According to a new study published by Achieve Global (and available free to Call Center IQ users here), the most important of those issues is the emotional component of the call.

Confirming the importance of contact center politeness, "respondents told us that being heard and respected are more important than having their issue resolved."

The finding directly contradicts the notion that the primary concern for customers is the binary question about whether or not their problem was solved.

Today’s customers, the survey demonstrates, recognize that not all customer support issues will reach a tidy resolution. The game-changer, therefore, is not the receipt of a resolution but confirmation that the agent (and brand) cares about his customers and endeavors to make every call an enjoyable experience.

Worth noting is that manners are not the exclusive means by which an agent can demonstrate he hears and respects the customer. While 46% list "rudeness and indifference" as a top three cause of negative in-person customer experiences, 50% blame "no concern for my problem."

Customers certainly want pleasant interactions with front-line agents, but smiles and inviting vocal tones are not enough. The agent, through his demeanor and actions, must assure the customer that he cares about the situation and will do everything in his power to locate and deliver a suitable resolution.

In fact, while some customer management leaders associate conversation with an inviting customer experience, the evidence indicates that resolve trumps that banter. More than 40% of those surveyed get annoyed when agents "talk about things other than the problem I am trying to resolve." Upselling and cross-selling, preached in revenue-minded contact centers, would fit that bill as cleanly as irrelevant conversation about the weather.

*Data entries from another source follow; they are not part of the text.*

#![allow(dead_code)]

pub mod command;
pub mod file;

use bitar::areas::database::Database;
use bitar::artifacts::objects::commit::Commit;
use bitar::artifacts::objects::object_id::ObjectId;
use bitar::artifacts::objects::tree::Tree;
use std::path::Path;

pub fn database(repository_dir: &Path) -> Database {
    Database::new(repository_dir.join(".git").join("objects").into_boxed_path())
}

pub fn oid(id: &str) -> ObjectId {
    ObjectId::try_parse(id.trim().to_string()).expect("Invalid object id")
}

pub fn read_commit(repository_dir: &Path, commit_id: &str) -> Commit {
    database(repository_dir)
        .parse_object_as_commit(&oid(commit_id))
        .expect("Failed to read commit")
        .expect("Object is not a commit")
}

pub fn read_tree(repository_dir: &Path, tree_id: &ObjectId) -> Tree {
    database(repository_dir)
        .parse_object_as_tree(tree_id)
        .expect("Failed to read tree")
        .expect("Object is not a tree")
}

pub fn read_blob(repository_dir: &Path, blob_id: &ObjectId) -> Vec<u8> {
    database(repository_dir)
        .parse_object_as_blob(blob_id)
        .expect("Failed to read blob")
        .expect("Object is not a blob")
        .content()
        .to_vec()
}

/// Every path of a tree, `/`-separated, with its octal mode
pub fn list_tree(repository_dir: &Path, tree_id: &ObjectId) -> Vec<(String, String)> {
    let mut listing = Vec::new();

    for entry in read_tree(repository_dir, tree_id).entries() {
        if entry.mode().is_directory() {
            for (path, mode) in list_tree(repository_dir, entry.oid()) {
                listing.push((format!("{}/{}", entry.name_lossy(), path), mode));
            }
        } else {
            listing.push((entry.name_lossy(), entry.mode().as_str().to_string()));
        }
    }

    listing
}

/// Current value of `refs/heads/<branch>`, if the branch exists
pub fn read_branch(repository_dir: &Path, branch: &str) -> Option<String> {
    std::fs::read_to_string(repository_dir.join(".git/refs/heads").join(branch))
        .ok()
        .map(|content| content.trim().to_string())
}
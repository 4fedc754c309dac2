//! Text encoding of commit metadata and tree entry names
//!
//! Git stores names, identities and messages as raw bytes and records a non-UTF-8
//! commit encoding in an `encoding` header. Text that cannot be represented in the
//! requested encoding is rejected instead of being replaced.
//!
//! Labels resolve with WHATWG rules, and the commit records the canonical name rather
//! than the label given. `latin1` and `ISO-8859-1` both mean `windows-1252`, which
//! also maps 0x80-0x9f to characters such as `€`; the recorded header stays accurate
//! for the bytes written.

use crate::errors::ImportError;
use bytes::Bytes;
use encoding_rs::{Encoding, UTF_8};

#[derive(Debug, Clone, Copy, PartialEq, Eq)]
pub struct TextEncoding(&'static Encoding);

impl TextEncoding {
    /// Resolve an encoding label such as `UTF-8`, `latin1` or `shift_jis`
    pub fn try_parse(label: &str) -> anyhow::Result<Self> {
        let encoding = Encoding::for_label(label.trim().as_bytes())
            .ok_or_else(|| anyhow::anyhow!("unknown text encoding: {label}"))?;

        // UTF-16 and the replacement encoding decode fine but encode as UTF-8
        if encoding.output_encoding() != encoding {
            anyhow::bail!("text encoding {} cannot be used for writing", encoding.name());
        }

        Ok(Self(encoding))
    }

    pub fn utf8() -> Self {
        Self(UTF_8)
    }

    pub fn is_utf8(&self) -> bool {
        self.0 == UTF_8
    }

    pub fn name(&self) -> &'static str {
        self.0.name()
    }

    /// Encode `text`, failing if any character has no representation
    ///
    /// `what` names the text in the error (e.g. "commit message").
    pub fn encode(&self, what: &str, text: &str) -> anyhow::Result<Bytes> {
        let (bytes, _, had_errors) = self.0.encode(text);
        if had_errors {
            return Err(ImportError::Unrepresentable {
                what: what.to_string(),
                encoding: self.name().to_string(),
            }
            .into());
        }

        Ok(Bytes::copy_from_slice(&bytes))
    }

    pub fn decode(&self, bytes: &[u8]) -> String {
        let (text, _, _) = self.0.decode(bytes);
        text.into_owned()
    }
}

impl Default for TextEncoding {
    fn default() -> Self {
        Self::utf8()
    }
}

impl std::fmt::Display for TextEncoding {
    fn fmt(&self, f: &mut std::fmt::Formatter<'_>) -> std::fmt::Result {
        write!(f, "{}", self.name())
    }
}
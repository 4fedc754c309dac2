use crate::artifacts::objects::object_id::ObjectId;
use crate::artifacts::objects::object_type::ObjectType;
use anyhow::Result;
use bytes::Bytes;
use std::io::{BufRead, Write};

pub trait Packable {
    /// Serialize the object body, without the `<type> <size>\0` header.
    fn serialize_body(&self) -> Result<Bytes>;
}

pub trait Unpackable {
    fn deserialize(reader: impl BufRead) -> Result<Self>
    where
        Self: Sized;
}

pub trait Object: Packable {
    fn object_type(&self) -> ObjectType;

    /// Full loose-object encoding: `<type> <size>\0<body>`
    fn serialize(&self) -> Result<Bytes> {
        let body = self.serialize_body()?;

        let mut object_bytes = Vec::with_capacity(body.len() + 32);
        let header = format!("{} {}\0", self.object_type().as_str(), body.len());
        object_bytes.write_all(header.as_bytes())?;
        object_bytes.write_all(&body)?;

        Ok(Bytes::from(object_bytes))
    }

    fn object_id(&self) -> Result<ObjectId> {
        Ok(ObjectId::hash(&self.serialize()?))
    }
}
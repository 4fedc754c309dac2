use anyhow::Context;
use std::io::BufRead;

#[derive(Debug, Clone, Copy, PartialEq, Eq)]
pub enum ObjectType {
    Blob,
    Tree,
    Commit,
}

/// The `<type> <size>\0` prefix of a loose object
#[derive(Debug, Clone, Copy, PartialEq, Eq)]
pub struct ObjectHeader {
    pub object_type: ObjectType,
    pub size: usize,
}

impl ObjectType {
    pub fn as_str(&self) -> &'static str {
        match self {
            ObjectType::Blob => "blob",
            ObjectType::Tree => "tree",
            ObjectType::Commit => "commit",
        }
    }
}

impl ObjectHeader {
    /// Consume the header, leaving the reader at the start of the body
    pub fn read_from(reader: &mut impl BufRead) -> anyhow::Result<Self> {
        let mut kind = Vec::new();
        reader.read_until(b' ', &mut kind)?;
        if kind.pop() != Some(b' ') {
            anyhow::bail!("Invalid object header: missing type");
        }

        let mut size = Vec::new();
        reader.read_until(b'\0', &mut size)?;
        if size.pop() != Some(b'\0') {
            anyhow::bail!("Invalid object header: missing size terminator");
        }

        let object_type = ObjectType::try_from(std::str::from_utf8(&kind)?)?;
        let size = std::str::from_utf8(&size)?
            .parse()
            .context("Invalid object header: size is not a number")?;

        Ok(Self { object_type, size })
    }
}

impl TryFrom<&str> for ObjectType {
    type Error = anyhow::Error;

    fn try_from(value: &str) -> anyhow::Result<Self> {
        match value {
            "blob" => Ok(ObjectType::Blob),
            "tree" => Ok(ObjectType::Tree),
            "commit" => Ok(ObjectType::Commit),
            _ => Err(anyhow::anyhow!("Invalid object type: {value}")),
        }
    }
}

impl std::fmt::Display for ObjectType {
    fn fmt(&self, f: &mut std::fmt::Formatter<'_>) -> std::fmt::Result {
        write!(f, "{}", self.as_str())
    }
}
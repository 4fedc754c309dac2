use crate::artifacts::objects::entry_mode::FileMode;
use crate::artifacts::sources::{Source, SourceEntry, expand_home};
use crate::errors::ImportError;
use anyhow::Context;
use bzip2::read::MultiBzDecoder;
use flate2::read::MultiGzDecoder;
use std::cell::RefCell;
use std::collections::HashMap;
use std::fs::File;
use std::io::{Cursor, Read, Seek, SeekFrom};
use tar::EntryType;
use xz2::read::XzDecoder;

const GZIP_MAGIC: &[u8] = &[0x1f, 0x8b];
const BZIP2_MAGIC: &[u8] = b"BZh";
const XZ_MAGIC: &[u8] = &[0xfd, b'7', b'z', b'X', b'Z', 0x00];

#[derive(Debug, Clone, Copy, PartialEq, Eq)]
enum Compression {
    None,
    Gzip,
    Bzip2,
    Xz,
}

impl Compression {
    fn detect(magic: &[u8]) -> Self {
        if magic.starts_with(GZIP_MAGIC) {
            Compression::Gzip
        } else if magic.starts_with(BZIP2_MAGIC) {
            Compression::Bzip2
        } else if magic.starts_with(XZ_MAGIC) {
            Compression::Xz
        } else {
            Compression::None
        }
    }

    /// Decompress every concatenated stream of `file`
    fn decompress(self, file: File) -> std::io::Result<Vec<u8>> {
        let mut decoder: Box<dyn Read> = match self {
            Compression::None => Box::new(file),
            Compression::Gzip => Box::new(MultiGzDecoder::new(file)),
            Compression::Bzip2 => Box::new(MultiBzDecoder::new(file)),
            Compression::Xz => Box::new(XzDecoder::new_multi_decoder(file)),
        };

        let mut content = Vec::new();
        decoder.read_to_end(&mut content)?;
        Ok(content)
    }
}

trait ArchiveReader: Read + Seek {}

impl<T: Read + Seek> ArchiveReader for T {}

#[derive(Debug, Clone)]
enum MemberKind {
    File,
    HardLink(String),
    Symlink(Vec<u8>),
    Unsupported(String),
}

#[derive(Debug, Clone)]
struct Member {
    name: String,
    kind: MemberKind,
    mode: u32,
    position: u64,
    size: u64,
}

/// A plain, gzip, bzip2 or xz compressed tar archive
///
/// Members are indexed once when the archive is opened; fetching seeks straight to
/// the member data. Hard links resolve to the content of their target member.
pub struct TarSource {
    origin: String,
    reader: RefCell<Box<dyn ArchiveReader>>,
    members: Vec<Member>,
    by_name: HashMap<String, usize>,
}

impl std::fmt::Debug for TarSource {
    fn fmt(&self, f: &mut std::fmt::Formatter<'_>) -> std::fmt::Result {
        f.debug_struct("TarSource")
            .field("origin", &self.origin)
            .field("members", &self.members)
            .finish()
    }
}

impl TarSource {
    pub fn open(path: &std::path::Path) -> anyhow::Result<Self> {
        let origin = path.display().to_string();
        let mut file = File::open(path).with_context(|| format!("cannot open {origin}"))?;

        let mut magic = Vec::with_capacity(XZ_MAGIC.len());
        (&mut file)
            .take(XZ_MAGIC.len() as u64)
            .read_to_end(&mut magic)
            .with_context(|| format!("cannot read {origin}"))?;
        file.rewind()?;

        let mut reader: Box<dyn ArchiveReader> = match Compression::detect(&magic) {
            Compression::None => Box::new(file),
            compression => {
                let content = compression
                    .decompress(file)
                    .with_context(|| format!("cannot decompress {origin}"))?;
                Box::new(Cursor::new(content))
            }
        };

        let members = Self::scan(&mut reader).with_context(|| format!("cannot read {origin}"))?;
        let by_name = members
            .iter()
            .enumerate()
            .map(|(index, member)| (member_key(&member.name).to_string(), index))
            .collect();

        Ok(Self {
            origin,
            reader: RefCell::new(reader),
            members,
            by_name,
        })
    }

    fn scan(reader: &mut Box<dyn ArchiveReader>) -> anyhow::Result<Vec<Member>> {
        let mut archive = tar::Archive::new(reader);
        let mut members = Vec::new();

        for entry in archive.entries_with_seek()? {
            let entry = entry?;
            let header = entry.header();
            let entry_type = header.entry_type();

            let link_name = || {
                entry
                    .link_name_bytes()
                    .map(|name| name.into_owned())
                    .unwrap_or_default()
            };
            let name = String::from_utf8(entry.path_bytes().into_owned())
                .context("member name is not valid UTF-8")?;

            let kind = match entry_type {
                EntryType::Directory | EntryType::XGlobalHeader => continue,
                // old-style archives mark directories as regular members ending in `/`
                EntryType::Regular | EntryType::Continuous if name.ends_with('/') => continue,
                EntryType::Regular | EntryType::Continuous => MemberKind::File,
                EntryType::Link => {
                    MemberKind::HardLink(String::from_utf8_lossy(&link_name()).into_owned())
                }
                EntryType::Symlink => MemberKind::Symlink(link_name()),
                EntryType::Fifo => MemberKind::Unsupported("fifo".to_string()),
                EntryType::Char => MemberKind::Unsupported("character device".to_string()),
                EntryType::Block => MemberKind::Unsupported("block device".to_string()),
                other => MemberKind::Unsupported(format!("member type {other:?}")),
            };
            let mode = header
                .mode()
                .with_context(|| format!("invalid mode field for member {name}"))?;

            members.push(Member {
                name,
                kind,
                mode,
                position: entry.raw_file_position(),
                size: entry.size(),
            });
        }

        Ok(members)
    }

    fn member(&self, name: &str) -> anyhow::Result<&Member> {
        self.by_name
            .get(member_key(name))
            .map(|&index| &self.members[index])
            .with_context(|| format!("{name} is not a member of {}", self.origin))
    }

    fn read_data(&self, member: &Member) -> anyhow::Result<Vec<u8>> {
        let mut reader = self.reader.borrow_mut();
        reader.seek(SeekFrom::Start(member.position))?;

        let mut content = Vec::new();
        (&mut **reader)
            .take(member.size)
            .read_to_end(&mut content)
            .with_context(|| format!("cannot read {} from {}", member.name, self.origin))?;

        Ok(content)
    }
}

/// Lookup key of a member name, tolerant to a leading `./`
fn member_key(name: &str) -> &str {
    name.trim_start_matches("./")
}

impl Source for TarSource {
    fn origin(&self) -> &str {
        &self.origin
    }

    fn enumerate(&self) -> Box<dyn Iterator<Item = anyhow::Result<String>> + '_> {
        Box::new(self.members.iter().map(|member| match &member.kind {
            MemberKind::Unsupported(kind) => Err(ImportError::UnsupportedEntry {
                origin: self.origin.clone(),
                path: member.name.clone(),
                kind: kind.clone(),
            }
            .into()),
            _ => Ok(member.name.clone()),
        }))
    }

    fn fetch(&self, path: &str) -> anyhow::Result<SourceEntry> {
        let member = self.member(path)?;
        let mode = FileMode::from_permission_bits(member.mode);

        match &member.kind {
            MemberKind::File => Ok(SourceEntry::new(mode, self.read_data(member)?)),
            MemberKind::HardLink(target) => {
                let target_member = self.member(target)?;
                if !matches!(target_member.kind, MemberKind::File) {
                    anyhow::bail!(
                        "hard link {} in {} points to {target}, which is not a regular file",
                        member.name,
                        self.origin
                    );
                }
                Ok(SourceEntry::new(mode, self.read_data(target_member)?))
            }
            MemberKind::Symlink(target) => Ok(SourceEntry::new(FileMode::Symlink, target.clone())),
            MemberKind::Unsupported(kind) => Err(ImportError::UnsupportedEntry {
                origin: self.origin.clone(),
                path: member.name.clone(),
                kind: kind.clone(),
            }
            .into()),
        }
    }
}

/// Factory for `tar:` specs
pub fn open(location: &str) -> anyhow::Result<Vec<Box<dyn Source>>> {
    let path = expand_home(location)?;

    Ok(vec![Box::new(TarSource::open(&path)?)])
}
use derive_new::new;
use std::fs::File;
use std::io::Write;
use std::os::unix::fs::PermissionsExt;
use std::path::{Path, PathBuf};

#[derive(Debug, Clone, Eq, PartialEq, new)]
pub struct FileSpec {
    pub path: PathBuf,
    pub content: String,
}

pub fn write_file(file_spec: FileSpec) {
    // make sure the parent directory exists
    if let Some(parent) = file_spec.path.parent() {
        std::fs::create_dir_all(parent)
            .unwrap_or_else(|e| panic!("Failed to create directory {:?}: {}", parent, e));
    }

    std::fs::write(&file_spec.path, &file_spec.content)
        .unwrap_or_else(|e| panic!("Failed to write file {:?}: {}", file_spec.path, e));
}

pub fn make_executable(path: &Path) {
    std::fs::set_permissions(path, std::fs::Permissions::from_mode(0o755))
        .unwrap_or_else(|e| panic!("Failed to chmod {:?}: {}", path, e));
}

/// Files with random names and content, named relative to `dir`
pub fn write_generated_files(dir: &Path, files_count: usize) -> Vec<(String, String)> {
    use fake::{
        Fake,
        faker::lorem::en::{Word, Words},
    };

    let mut files = std::collections::BTreeMap::new();
    while files.len() < files_count {
        let file_name = format!("{}.txt", Word().fake::<String>());
        let file_content = Words(5..10).fake::<Vec<String>>().join(" ");
        files.insert(file_name, file_content);
    }

    for (file_name, file_content) in &files {
        write_file(FileSpec::new(dir.join(file_name), file_content.clone()));
    }

    files.into_iter().collect()
}

/// Tar archive of `(name, mode, content)` regular files
pub fn write_tar(path: &Path, files: &[(&str, u32, &str)]) {
    let mut builder = tar::Builder::new(File::create(path).expect("Failed to create tar"));

    for (name, mode, content) in files {
        let mut header = tar::Header::new_gnu();
        header.set_entry_type(tar::EntryType::Regular);
        header.set_mode(*mode);
        header.set_size(content.len() as u64);
        builder
            .append_data(&mut header, name, content.as_bytes())
            .unwrap_or_else(|e| panic!("Failed to append {name}: {e}"));
    }

    builder.into_inner().expect("Failed to finish tar");
}

/// Zip archive of `(name, content)` files
pub fn write_zip(path: &Path, files: &[(&str, &str)]) {
    let mut writer = zip::ZipWriter::new(File::create(path).expect("Failed to create zip"));
    let options = zip::write::SimpleFileOptions::default();

    for (name, content) in files {
        writer
            .start_file(*name, options)
            .unwrap_or_else(|e| panic!("Failed to add {name}: {e}"));
        writer
            .write_all(content.as_bytes())
            .unwrap_or_else(|e| panic!("Failed to write {name}: {e}"));
    }

    writer.finish().expect("Failed to finish zip");
}
//! Git commit object
//!
//! A commit (a revision) is an immutable snapshot record. It contains:
//! - A tree object ID (directory snapshot)
//! - At most one parent commit ID (the previous branch head)
//! - Author and committer information
//! - Commit message, and the encoding it is written in
//!
//! ## Format
//!
//! On disk:
//! ```text
//! commit <size>\0
//! tree <tree-sha>
//! parent <parent-sha>
//! author <name> <email> <timestamp> <timezone>
//! committer <name> <email> <timestamp> <timezone>
//! encoding <label>          (only when not UTF-8)
//!
//! <commit message>
//! ```

use crate::artifacts::objects::encoding::TextEncoding;
use crate::artifacts::objects::object::Unpackable;
use crate::artifacts::objects::object::{Object, Packable};
use crate::artifacts::objects::object_id::ObjectId;
use crate::artifacts::objects::object_type::ObjectType;
use anyhow::Context;
use bytes::Bytes;
use chrono::{DateTime, FixedOffset, TimeZone};
use std::io::BufRead;

/// Author or committer information
///
/// Contains name, email, and timestamp with timezone information.
#[derive(Debug, Clone, Eq, PartialEq)]
pub struct Author {
    name: String,
    email: String,
    timestamp: DateTime<FixedOffset>,
}

impl Author {
    pub fn new(name: String, email: String, timestamp: DateTime<FixedOffset>) -> Self {
        Author {
            name,
            email,
            timestamp,
        }
    }

    pub fn name(&self) -> &str {
        &self.name
    }

    pub fn email(&self) -> &str {
        &self.email
    }

    /// Format author name and email for display
    ///
    /// # Returns
    ///
    /// String in format "Name <email@example.com>"
    pub fn display_name(&self) -> String {
        format!("{} <{}>", self.name, self.email)
    }

    /// Format complete author info including timestamp
    ///
    /// # Returns
    ///
    /// String in format "Name <email> timestamp timezone"
    pub fn display(&self) -> String {
        format!(
            "{} <{}> {} {}",
            self.name,
            self.email,
            self.timestamp.timestamp(),
            self.timestamp.format("%z")
        )
    }

    pub fn timestamp(&self) -> DateTime<FixedOffset> {
        self.timestamp
    }
}

impl TryFrom<&str> for Author {
    type Error = anyhow::Error;

    fn try_from(value: &str) -> Result<Self, Self::Error> {
        // Format: "name <email> timestamp timezone"
        // Split from right to get timezone and timestamp first
        let parts: Vec<&str> = value.rsplitn(3, ' ').collect();
        if parts.len() < 3 {
            return Err(anyhow::anyhow!("Invalid author format"));
        }

        let offset = parse_timezone(parts[0])?;
        let timestamp = parts[1]
            .parse::<i64>()
            .map_err(|_| anyhow::anyhow!("Invalid timestamp"))?;
        let name_email_part = parts[2]; // "name <email>"

        // Extract email from within angle brackets
        let email_start = name_email_part
            .find('<')
            .ok_or_else(|| anyhow::anyhow!("Invalid author format: missing '<'"))?;
        let email_end = name_email_part
            .rfind('>')
            .ok_or_else(|| anyhow::anyhow!("Invalid author format: missing '>'"))?;

        let name = name_email_part[..email_start].trim().to_string();
        let email = name_email_part[email_start + 1..email_end].to_string();

        let timestamp = offset
            .timestamp_opt(timestamp, 0)
            .single()
            .ok_or_else(|| anyhow::anyhow!("Invalid timestamp"))?;

        Ok(Author {
            name,
            email,
            timestamp,
        })
    }
}

/// Parse a git timezone offset such as `+0200` or `-0530`
pub fn parse_timezone(value: &str) -> anyhow::Result<FixedOffset> {
    let value = value.trim();
    let (sign, digits) = match value.as_bytes().first() {
        Some(b'+') => (1, &value[1..]),
        Some(b'-') => (-1, &value[1..]),
        _ => anyhow::bail!("invalid timezone offset {value:?}, expected +HHMM or -HHMM"),
    };

    if digits.len() != 4 || !digits.chars().all(|c| c.is_ascii_digit()) {
        anyhow::bail!("invalid timezone offset {value:?}, expected +HHMM or -HHMM");
    }

    let hours: i32 = digits[..2].parse()?;
    let minutes: i32 = digits[2..].parse()?;
    if minutes >= 60 {
        anyhow::bail!("invalid timezone offset {value:?}: minutes out of range");
    }

    FixedOffset::east_opt(sign * (hours * 3600 + minutes * 60))
        .with_context(|| format!("timezone offset {value:?} out of range"))
}

/// Git commit object
#[derive(Debug, Clone, Eq, PartialEq)]
pub struct Commit {
    /// Previous branch head, absent for the first revision on a branch
    parent: Option<ObjectId>,
    tree_oid: ObjectId,
    author: Author,
    committer: Author,
    message: String,
    encoding: TextEncoding,
}

impl Commit {
    pub fn new(
        parent: Option<ObjectId>,
        tree_oid: ObjectId,
        author: Author,
        committer: Author,
        message: String,
        encoding: TextEncoding,
    ) -> Self {
        Commit {
            parent,
            tree_oid,
            author,
            committer,
            message,
            encoding,
        }
    }

    pub fn message(&self) -> &str {
        &self.message
    }

    pub fn tree_oid(&self) -> &ObjectId {
        &self.tree_oid
    }

    pub fn parent(&self) -> Option<&ObjectId> {
        self.parent.as_ref()
    }

    pub fn author(&self) -> &Author {
        &self.author
    }

    pub fn committer(&self) -> &Author {
        &self.committer
    }

    pub fn encoding(&self) -> TextEncoding {
        self.encoding
    }

    fn to_text(&self) -> String {
        let mut lines = vec![];

        lines.push(format!("tree {}", self.tree_oid.as_ref()));
        if let Some(parent) = &self.parent {
            lines.push(format!("parent {}", parent.as_ref()));
        }
        lines.push(format!("author {}", self.author.display()));
        lines.push(format!("committer {}", self.committer.display()));
        if !self.encoding.is_utf8() {
            lines.push(format!("encoding {}", self.encoding.name()));
        }
        lines.push(String::new());
        lines.push(self.message.to_string());

        lines.join("\n")
    }
}

impl Packable for Commit {
    fn serialize_body(&self) -> anyhow::Result<Bytes> {
        self.encoding.encode("commit", &self.to_text())
    }
}

impl Unpackable for Commit {
    fn deserialize(mut reader: impl BufRead) -> anyhow::Result<Self> {
        let mut content = Vec::new();
        reader.read_to_end(&mut content)?;

        // headers are ASCII, so the encoding header can be found before decoding
        let header_end = content
            .windows(2)
            .position(|window| window == b"\n\n")
            .context("Invalid commit object: missing message separator")?;
        let encoding = String::from_utf8_lossy(&content[..header_end])
            .lines()
            .find_map(|line| line.strip_prefix("encoding ").map(str::to_string))
            .map(|label| TextEncoding::try_parse(&label))
            .transpose()?
            .unwrap_or_default();

        let content = encoding.decode(&content);
        let (headers, message) = content
            .split_once("\n\n")
            .context("Invalid commit object: missing message separator")?;
        let mut lines = headers.lines();

        let tree_oid = lines
            .next()
            .and_then(|line| line.strip_prefix("tree "))
            .context("Invalid commit object: invalid tree line")?;
        let tree_oid = ObjectId::try_parse(tree_oid.to_string())?;

        let mut parent = None;
        let mut author = None;
        let mut committer = None;

        for line in lines {
            if let Some(parent_oid) = line.strip_prefix("parent ") {
                if parent.is_some() {
                    anyhow::bail!("Invalid commit object: merge commits are not supported");
                }
                parent = Some(ObjectId::try_parse(parent_oid.to_string())?);
            } else if let Some(value) = line.strip_prefix("author ") {
                author = Some(Author::try_from(value)?);
            } else if let Some(value) = line.strip_prefix("committer ") {
                committer = Some(Author::try_from(value)?);
            }
        }

        Ok(Self::new(
            parent,
            tree_oid,
            author.context("Invalid commit object: missing author line")?,
            committer.context("Invalid commit object: missing committer line")?,
            message.to_string(),
            encoding,
        ))
    }
}

impl Object for Commit {
    fn object_type(&self) -> ObjectType {
        ObjectType::Commit
    }
}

But agents must also be organic in their conversations. Efficiency is fine, but robotic, scripted communication is not. Customers absolutely expect to emotionally connect with agents on a personal level, but they want that connection to be predicated on a commitment to resolution rather than beating around the bush.

Practicality Goes a Long Way

The whitepaper is full of valuable conclusions about why customers stay or stray, but the central theme is simple: brands must demonstrate that customers matter to them.

Resolution should be pursued at all costs because it does leave an unmistakable impression on the minds of customers.

But the customer experience is, for many, more complicated than the binary question of whether or not the problem was solved. The "why" behind the outcome—be it exactly what the customer wants or something slightly different—is of immense influence in shaping a customer’s satisfaction.

Not all customer engagements will reach the desired resolution, but that ineffectualness cannot be the result of indifference. And it takes a passion for meeting the customer’s needs, along with a warm, inviting personality, to guarantee that the customer never feels like anything but the brand’s most important concern in the world.